Frida Kahlo: More than Decor

By Sammy Park
Staff Writer
Frida Kahlo is hailed as one of the most important feminists that we recognize today. She was a fierce Mexican patriot and was unashamed in her activism. The image of Frida Kahlo, an iconic Mexican painter known for her unfiltered portrayals of women, has recently been commercialized. The movement has hijacked not only Kahlo’s image, but her ethics as well. One of the reasons Kahlo was important was because of her unibrow, which, even though it opposed the time’s beauty standards, was purposely darkened to her preference. It did not matter that men didn’t find it attractive. Kahlo enhanced her natural body hair because she wanted to.

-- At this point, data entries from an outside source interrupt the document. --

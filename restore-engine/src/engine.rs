//! Template replay. One output section per (extracted page, template page)
//! pair; inside a section the template's blocks are walked in body order and
//! table cells in row-major pre-collapse order, the two orders the merge
//! bookkeeping and the text flow each depend on.

use doc_io::{DocxWriter, ExtractedPage, TableBuilder};
use embedding_provider::Embedder;
use keyword_match::{KeywordIndex, LineNormalizer};
use layout_model::{CellModel, ContentBlock, ParagraphModel, TableModel, TemplateModel, VMerge};
use regex::Regex;
use std::collections::HashSet;

use crate::pool::LinePool;
use crate::{PageReport, RestoreError, RestoreOptions, RestoreReport};

/// How many rows below a `restart` cell the continue scan may reach.
const VMERGE_SCAN_LIMIT: usize = 20;

/// Replay every template page against every extracted page, appending the
/// reconstructed sections to `writer`. The template's `filled_value`
/// annotations are rewritten per extracted page; after the call they reflect
/// the last page processed.
pub fn restore(
    template: &mut TemplateModel,
    pages: &[ExtractedPage],
    embedder: &dyn Embedder,
    writer: &mut DocxWriter,
    options: &RestoreOptions,
) -> Result<RestoreReport, RestoreError> {
    let index = KeywordIndex::build(&template.text_inventory(), embedder)?;
    let normalizer = LineNormalizer::new(index, options.threshold);
    let label_key = Regex::new(r"[^\w\s]").unwrap();

    let mut report = RestoreReport::default();

    for page in pages {
        clear_annotations(template);

        let normalized = normalizer.normalize_all(&page.lines, embedder)?;
        for (original, updated) in page.lines.iter().zip(&normalized) {
            if original != updated {
                log::debug!(
                    "page {}: line `{original}` normalized to `{updated}`",
                    page.number
                );
            }
        }

        let mut pool = LinePool::new(normalized);
        let mut counts = PageReport {
            page_number: page.number,
            lines_offered: pool.len(),
            ..PageReport::default()
        };

        // The pool carries across template pages: a line consumed by an
        // earlier template page stays consumed for the later ones.
        for template_page in template.pages.iter_mut() {
            writer.start_section(&template_page.settings);
            for block in template_page.blocks.iter_mut() {
                match block {
                    ContentBlock::Paragraph(paragraph) => {
                        restore_paragraph(paragraph, &pool, writer, &mut counts);
                    }
                    ContentBlock::Table(table) => {
                        restore_table(table, &mut pool, writer, &label_key, &mut counts);
                    }
                }
            }
            writer.add_page_break();
        }

        counts.lines_consumed = pool.consumed_count();
        report.pages.push(counts);
    }

    Ok(report)
}

fn clear_annotations(template: &mut TemplateModel) {
    for page in template.pages.iter_mut() {
        for block in page.blocks.iter_mut() {
            if let ContentBlock::Table(table) = block {
                for cell in table.cells.iter_mut() {
                    cell.filled_value = None;
                }
            }
        }
    }
}

/// Body paragraphs reuse pool lines without consuming them, so several
/// paragraphs may echo the same source line.
fn restore_paragraph(
    paragraph: &ParagraphModel,
    pool: &LinePool,
    writer: &mut DocxWriter,
    counts: &mut PageReport,
) {
    let final_text = match pool.find_containing(&paragraph.text) {
        Some(idx) => pool.get(idx).unwrap_or(paragraph.text.as_str()).to_string(),
        None => paragraph.text.clone(),
    };
    log::debug!("paragraph `{}` -> `{final_text}`", paragraph.text);
    writer.add_paragraph(&final_text, paragraph.alignment, paragraph.first_run());
    counts.paragraphs_written += 1;
}

fn restore_table(
    table: &mut TableModel,
    pool: &mut LinePool,
    writer: &mut DocxWriter,
    label_key: &Regex,
    counts: &mut PageReport,
) {
    let mut out = match TableBuilder::new(table.row_count(), table.col_count()) {
        Ok(out) => out,
        Err(err) => {
            log::warn!("table {} skipped: {err}", table.index);
            return;
        }
    };
    if let Some(borders) = &table.borders {
        out.set_table_borders(borders);
    }
    for (col, width) in table.column_widths().iter().enumerate() {
        if *width > 0.0 {
            if let Err(err) = out.set_col_width(col, *width) {
                log::warn!("table {}: column {col} width rejected: {err}", table.index);
            }
        }
    }
    for (row, height) in table.row_heights().iter().enumerate() {
        if *height > 0.0 {
            if let Err(err) = out.set_row_height(row, *height) {
                log::warn!("table {}: row {row} height rejected: {err}", table.index);
            }
        }
    }

    let mut merged_away: HashSet<(usize, usize)> = HashSet::new();
    for idx in 0..table.cells.len() {
        let row = table.cells[idx].row;
        let col = table.cells[idx].col;
        if merged_away.contains(&(row, col)) {
            continue;
        }

        if let Some(borders) = table.cells[idx].borders.clone() {
            if let Err(err) = out.set_cell_borders(row, col, &borders) {
                log::warn!("cell ({row},{col}) borders rejected: {err}");
            }
        }
        if let Err(err) = out.set_cell_margins(row, col, 0, 0) {
            log::warn!("cell ({row},{col}) margins rejected: {err}");
        }

        let span = table.cells[idx].grid_span;
        if span > 1 {
            match out.merge_right(row, col, span) {
                Ok(()) => {
                    counts.merges_applied += 1;
                    for k in 1..span {
                        merged_away.insert((row, col + k));
                    }
                }
                Err(err) => {
                    counts.merges_skipped += 1;
                    log::warn!("horizontal merge at ({row},{col}) skipped: {err}");
                }
            }
        }

        let mut absorbed: Vec<usize> = Vec::new();
        match table.cells[idx].vmerge {
            VMerge::Restart => {
                let mut run: Vec<usize> = Vec::new();
                for step in 1..VMERGE_SCAN_LIMIT {
                    let below = table.cells.iter().position(|c| {
                        c.row == row + step && c.col == col && c.vmerge == VMerge::Continue
                    });
                    match below {
                        Some(j) => run.push(j),
                        None => break,
                    }
                }
                if !run.is_empty() {
                    match out.merge_down(row, col, run.len() + 1) {
                        Ok(()) => {
                            counts.merges_applied += 1;
                            for step in 1..=run.len() {
                                for c in col..col + span.max(1) {
                                    merged_away.insert((row + step, c));
                                }
                            }
                            absorbed = run;
                        }
                        Err(err) => {
                            counts.merges_skipped += 1;
                            log::warn!("vertical merge at ({row},{col}) skipped: {err}");
                        }
                    }
                }
            }
            VMerge::Continue => {
                // Not absorbed by any restart above; stays an empty cell.
                continue;
            }
            VMerge::None => {}
        }

        let raw_text = table.cells[idx].first_text().to_string();
        let key = label_key.replace_all(&raw_text, "").into_owned();
        match pool.find_containing(&key) {
            Some(line_idx) => {
                let line = pool.get(line_idx).unwrap_or("").to_string();
                pool.consume(line_idx);
                match parse_label_value(&raw_text, &line) {
                    Some(value) => {
                        // The cell keeps its label; the value moves on.
                        table.cells[idx].filled_value = Some(raw_text.clone());
                        propagate_value(&mut table.cells, idx, value, &merged_away);
                    }
                    None => {
                        table.cells[idx].filled_value = Some(line);
                    }
                }
            }
            None => {
                if table.cells[idx].filled_value.is_none() {
                    table.cells[idx].filled_value = Some(raw_text.clone());
                }
            }
        }

        let final_text = table.cells[idx].filled_value.clone().unwrap_or_default();
        let style = table.cells[idx].first_run().cloned();
        let alignment = if style.is_some() {
            table.cells[idx].first_alignment()
        } else {
            None
        };
        match out.write_cell(row, col, &final_text, alignment, style.as_ref()) {
            Ok(()) => counts.cells_written += 1,
            Err(err) => log::warn!("cell ({row},{col}) not written: {err}"),
        }
        log::debug!("cell ({row},{col}) filled with `{final_text}`");

        // Absorbed continue cells carry their anchor's value.
        for j in absorbed {
            table.cells[j].filled_value = Some(final_text.clone());
        }
    }

    writer.push_table(out);
}

/// Split a matched line into label and value, anchored on the raw cell text.
fn parse_label_value(raw_text: &str, line: &str) -> Option<String> {
    let pattern = format!(r"^{}\s*[:：]\s*(.*)", regex::escape(raw_text));
    let matcher = match Regex::new(&pattern) {
        Ok(matcher) => matcher,
        Err(err) => {
            log::debug!("label pattern for `{raw_text}` did not compile: {err}");
            return None;
        }
    };
    matcher
        .captures(line)
        .and_then(|caps| caps.get(1))
        .map(|value| value.as_str().trim().to_string())
}

/// Hand a parsed value to the cell that should display it: the adjacent
/// same-row blank first, else the first blank below in the same column.
/// Positions already consumed by a merge never receive values; writing there
/// would vanish into the covering cell.
fn propagate_value(
    cells: &mut [CellModel],
    idx: usize,
    value: String,
    merged_away: &HashSet<(usize, usize)>,
) {
    let row = cells[idx].row;
    let col = cells[idx].col;

    if let Some(next) = cells.get(idx + 1) {
        let eligible = next.row == row
            && next.grid_span == 1
            && next.vmerge != VMerge::Continue
            && !merged_away.contains(&(next.row, next.col))
            && next.is_template_blank()
            && next.filled_value.is_none();
        let target = (next.row, next.col);
        if eligible {
            cells[idx + 1].filled_value = Some(value);
            log::debug!("value propagated to adjacent cell ({},{})", target.0, target.1);
            return;
        }
    }

    for j in idx + 1..cells.len() {
        if cells[j].col == col
            && cells[j].vmerge != VMerge::Continue
            && !merged_away.contains(&(cells[j].row, cells[j].col))
            && cells[j].is_template_blank()
            && cells[j].filled_value.is_none()
        {
            let target_row = cells[j].row;
            cells[j].filled_value = Some(value);
            log::debug!("value propagated down to cell ({target_row},{col})");
            return;
        }
    }

    log::debug!("no blank cell in column {col} accepts the value; dropped");
}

Currently, the ‘Frida’ items sold make their interpretation of Kahlo not more beautiful, but more in line with Eurocentric beauty standards. Photoshopping Kahlo’s unibrows and mustache is dismissing the way she wanted to look.

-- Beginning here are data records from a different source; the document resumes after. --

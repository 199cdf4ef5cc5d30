use std::collections::HashMap;

use doc_io::{read_template, DocxWriter, ExtractedPage};
use embedding_provider::{Embedder, EmbedderError, EmbedderInfo, ProviderKind};
use layout_model::{
    Alignment, CellModel, ContentBlock, Orientation, PageSettings, PageTemplate, ParagraphModel,
    RunStyle, TableModel, TemplateModel, VMerge,
};
use restore_engine::{restore, RestoreOptions, RestoreReport};
use tempfile::tempdir;

/// Test embedder with hand-picked vectors so cosine scores are exact.
/// Unknown texts map to a reserved axis orthogonal to every mapped vector,
/// which keeps values and noise from ever reaching the match threshold.
struct FixedEmbedder {
    info: EmbedderInfo,
    vectors: HashMap<String, Vec<f32>>,
    fallback: Vec<f32>,
}

impl FixedEmbedder {
    fn new(entries: &[(&str, Vec<f32>)]) -> Self {
        let dimension = entries.first().map(|(_, v)| v.len()).unwrap_or(4);
        let mut fallback = vec![0.0; dimension];
        fallback[dimension - 1] = 1.0;

        Self {
            info: EmbedderInfo {
                provider: ProviderKind::Hashed,
                model_id: "fixed-test".into(),
                dimension,
            },
            vectors: entries
                .iter()
                .map(|(text, vector)| (text.to_string(), vector.clone()))
                .collect(),
            fallback,
        }
    }

    /// One orthogonal axis per label; axis 7 stays reserved for unknowns.
    fn for_labels(labels: &[&str]) -> Self {
        let entries: Vec<(&str, Vec<f32>)> = labels
            .iter()
            .enumerate()
            .map(|(i, label)| {
                let mut v = vec![0.0f32; 8];
                v[i] = 1.0;
                (*label, v)
            })
            .collect();
        Self::new(&entries)
    }
}

impl Embedder for FixedEmbedder {
    fn embed(&self, text: &str) -> Result<Vec<f32>, EmbedderError> {
        Ok(self
            .vectors
            .get(text)
            .cloned()
            .unwrap_or_else(|| self.fallback.clone()))
    }

    fn embed_batch(&self, texts: &[&str]) -> Result<Vec<Vec<f32>>, EmbedderError> {
        texts.iter().map(|text| self.embed(text)).collect()
    }

    fn info(&self) -> &EmbedderInfo {
        &self.info
    }
}

fn text_run(text: &str) -> RunStyle {
    RunStyle {
        text: text.to_string(),
        ..RunStyle::default()
    }
}

fn paragraph(text: &str) -> ContentBlock {
    ContentBlock::Paragraph(ParagraphModel::from_runs(vec![text_run(text)], None))
}

fn label_cell(row: usize, col: usize, text: &str) -> CellModel {
    let mut cell = CellModel::new(row, col);
    cell.paragraphs
        .push(ParagraphModel::from_runs(vec![text_run(text)], None));
    cell
}

fn blank_cell(row: usize, col: usize) -> CellModel {
    let mut cell = CellModel::new(row, col);
    cell.paragraphs
        .push(ParagraphModel::from_runs(Vec::new(), None));
    cell
}
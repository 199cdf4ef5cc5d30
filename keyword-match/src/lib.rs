//! Keyword harvesting and embedding-based matching.
//!
//! Template text tends to survive OCR with small mangling ("성 명" for
//! "성명", stray punctuation, synonym-level drift). Instead of exact string
//! comparison, template phrases are split into keyword segments, embedded
//! once, and extracted lines are normalized segment-by-segment against that
//! index before the reconstruction engine takes over.

use embedding_provider::{cosine_similarity, Embedder, EmbedderError};
use regex::Regex;
use thiserror::Error;

mod normalize;

pub use normalize::{LineNormalizer, NormalizedLine};

/// Similarity gate below which a segment keeps its extracted spelling.
pub const DEFAULT_THRESHOLD: f32 = 0.70;

/// Errors produced while building or querying the keyword index.
#[derive(Debug, Error, PartialEq, Eq)]
pub enum MatchError {
    #[error("embedding failed: {0}")]
    Embedding(#[from] EmbedderError),
}

/// Split a template phrase into keyword segments on `:` or `：`,
/// swallowing whitespace around the separator. Empty segments are dropped,
/// so "성명 : " yields just `["성명"]`.
pub fn split_keywords(text: &str) -> Vec<String> {
    let splitter = separator_splitter();
    splitter
        .split(text)
        .filter(|part| !part.is_empty())
        .map(str::to_string)
        .collect()
}

fn separator_splitter() -> Regex {
    Regex::new(r"\s*[:：]\s*").unwrap()
}

/// A keyword segment harvested from the template, with its embedding.
#[derive(Debug, Clone)]
pub struct Keyword {
    pub raw: String,
    pub vector: Vec<f32>,
}

/// Embedded template keywords, queried by exhaustive cosine argmax.
///
/// The segment count for a form template is small (tens, not thousands),
/// so a linear scan beats maintaining an approximate index.
#[derive(Debug, Clone, Default)]
pub struct KeywordIndex {
    keywords: Vec<Keyword>,
}

impl KeywordIndex {
    /// Build the index from template text inventory entries. Each entry is
    /// split with [`split_keywords`] and every segment is embedded in one
    /// batch. Order is preserved so earlier template text wins ties.
    pub fn build(texts: &[String], embedder: &dyn Embedder) -> Result<Self, MatchError> {
        let raws: Vec<String> = texts.iter().flat_map(|text| split_keywords(text)).collect();

        let refs: Vec<&str> = raws.iter().map(String::as_str).collect();
        let vectors = embedder.embed_batch(&refs)?;

        let keywords = raws
            .into_iter()
            .zip(vectors)
            .map(|(raw, vector)| Keyword { raw, vector })
            .collect::<Vec<_>>();

        log::debug!("keyword index built with {} segments", keywords.len());

        Ok(Self { keywords })
    }

    /// Index and score of the closest keyword, or `None` for an empty index.
    /// Ties resolve to the lowest index, which is the earliest template text.
    pub fn best_match(&self, vector: &[f32]) -> Option<(usize, f32)> {
        let mut best: Option<(usize, f32)> = None;
        for (idx, keyword) in self.keywords.iter().enumerate() {
            let score = cosine_similarity(vector, &keyword.vector);
            match best {
                Some((_, top)) if score <= top => {}
                _ => best = Some((idx, score)),
            }
        }
        best
    }

    pub fn get(&self, index: usize) -> Option<&Keyword> {
        self.keywords.get(index)
    }

    pub fn keywords(&self) -> &[Keyword] {
        &self.keywords
    }

    pub fn len(&self) -> usize {
        self.keywords.len()
    }

    pub fn is_empty(&self) -> bool {
        self.keywords.is_empty()
    }
}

By commercializing Frida Kahlo, people are disrespecting her beliefs. As a woman who fought against capitalism and a member of the Mexican Communist Party, she would never want her personhood to be reduced to an overpriced Etsy item. “As a Mexican American, I feel like it’s just another case of white people taking an iconic woman and symbol of Mexican pride that doesn’t belong to them, dismissing her agency, and reducing her to an ‘ethnic’ accessory for white people to pick up at Forever 21 so that they can feel culturally aware without doing anything to help the Latino community,” sophomore Ciena Venezuela-Peterson said.

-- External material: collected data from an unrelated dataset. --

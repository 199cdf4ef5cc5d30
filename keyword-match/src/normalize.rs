use embedding_provider::Embedder;
use regex::Regex;

use crate::{KeywordIndex, MatchError, DEFAULT_THRESHOLD};

/// Result of normalizing one extracted line.
#[derive(Debug, Clone, PartialEq, Eq)]
pub struct NormalizedLine {
    pub text: String,
    /// How many segments were replaced by template keywords.
    pub replacements: usize,
}

/// Segment-level normalizer for extracted text lines.
///
/// A line like "성 명: 홍길동" is split on label separators, each
/// non-separator segment is embedded and compared against the keyword
/// index, and segments scoring at or above the threshold are replaced by
/// the template's own spelling. Separators survive unchanged and the
/// segments are rejoined with single spaces, so the output reads
/// "성명 : 홍길동" regardless of the extracted spacing.
#[derive(Debug, Clone)]
pub struct LineNormalizer {
    index: KeywordIndex,
    threshold: f32,
    splitter: Regex,
}

enum Segment {
    Text(String),
    Separator(String),
}

impl LineNormalizer {
    pub fn new(index: KeywordIndex, threshold: f32) -> Self {
        Self {
            index,
            threshold,
            splitter: Regex::new(r"\s*([:：])\s*").unwrap(),
        }
    }

    pub fn with_default_threshold(index: KeywordIndex) -> Self {
        Self::new(index, DEFAULT_THRESHOLD)
    }

    pub fn index(&self) -> &KeywordIndex {
        &self.index
    }

    pub fn threshold(&self) -> f32 {
        self.threshold
    }

    /// Normalize a single line against the keyword index.
    pub fn normalize(
        &self,
        line: &str,
        embedder: &dyn Embedder,
    ) -> Result<NormalizedLine, MatchError> {
        let segments = self.split_retaining_separators(line);
        let mut parts = Vec::with_capacity(segments.len());
        let mut replacements = 0usize;

        for segment in segments {
            match segment {
                Segment::Separator(sep) => parts.push(sep),
                Segment::Text(text) => {
                    if text.trim().is_empty() || self.index.is_empty() {
                        parts.push(text);
                        continue;
                    }

                    let vector = embedder.embed(&text)?;
                    match self.index.best_match(&vector) {
                        Some((idx, score)) if score >= self.threshold => {
                            let keyword = &self.index.keywords()[idx];
                            if keyword.raw != text {
                                log::debug!(
                                    "normalized segment `{text}` -> `{}` (score {score:.3})",
                                    keyword.raw
                                );
                            }
                            parts.push(keyword.raw.clone());
                            replacements += 1;
                        }
                        _ => parts.push(text),
                    }
                }
            }
        }

        Ok(NormalizedLine {
            text: parts.join(" "),
            replacements,
        })
    }

    /// Normalize every line, keeping order. Used on each extracted page
    /// before reconstruction.
    pub fn normalize_all(
        &self,
        lines: &[String],
        embedder: &dyn Embedder,
    ) -> Result<Vec<String>, MatchError> {
        lines
            .iter()
            .map(|line| self.normalize(line, embedder).map(|n| n.text))
            .collect()
    }

    // Plain `Regex::split` drops captured separators, so the retained-split
    // walks match boundaries by hand.
    fn split_retaining_separators(&self, line: &str) -> Vec<Segment> {
        let mut segments = Vec::new();
        let mut last = 0usize;

        for caps in self.splitter.captures_iter(line) {
            let whole = caps.get(0).unwrap();
            let sep = caps.get(1).unwrap();
            segments.push(Segment::Text(line[last..whole.start()].to_string()));
            segments.push(Segment::Separator(sep.as_str().to_string()));
            last = whole.end();
        }

        segments.push(Segment::Text(line[last..].to_string()));
        segments
    }
}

Wearing Kahlo’s face on earrings or tote bags is disrespectful to her and her Mexican heritage. Kahlo, who was extremely proud of her Mexican ethnicity, would not want her image displayed across the chests of people who are unaware of her activism and the oppression of her people.

There is a difference between wearing a t-shirt with Frida Kahlo because one agrees with her political views and just wearing her face because it fits one’s style. Wearing items that go against the ideals Kahlo held silences her voice and demeans her accomplishments.

What we need to acknowledge is that revolutionary people of color do not exist to be put on a white person’s t-shirt or embroidered onto socks for the ‘aesthetic.’ This is is objectification, and disrespects one of the most powerful female figures of our time. It is time to Kahlo her as a human being, not as a decoration.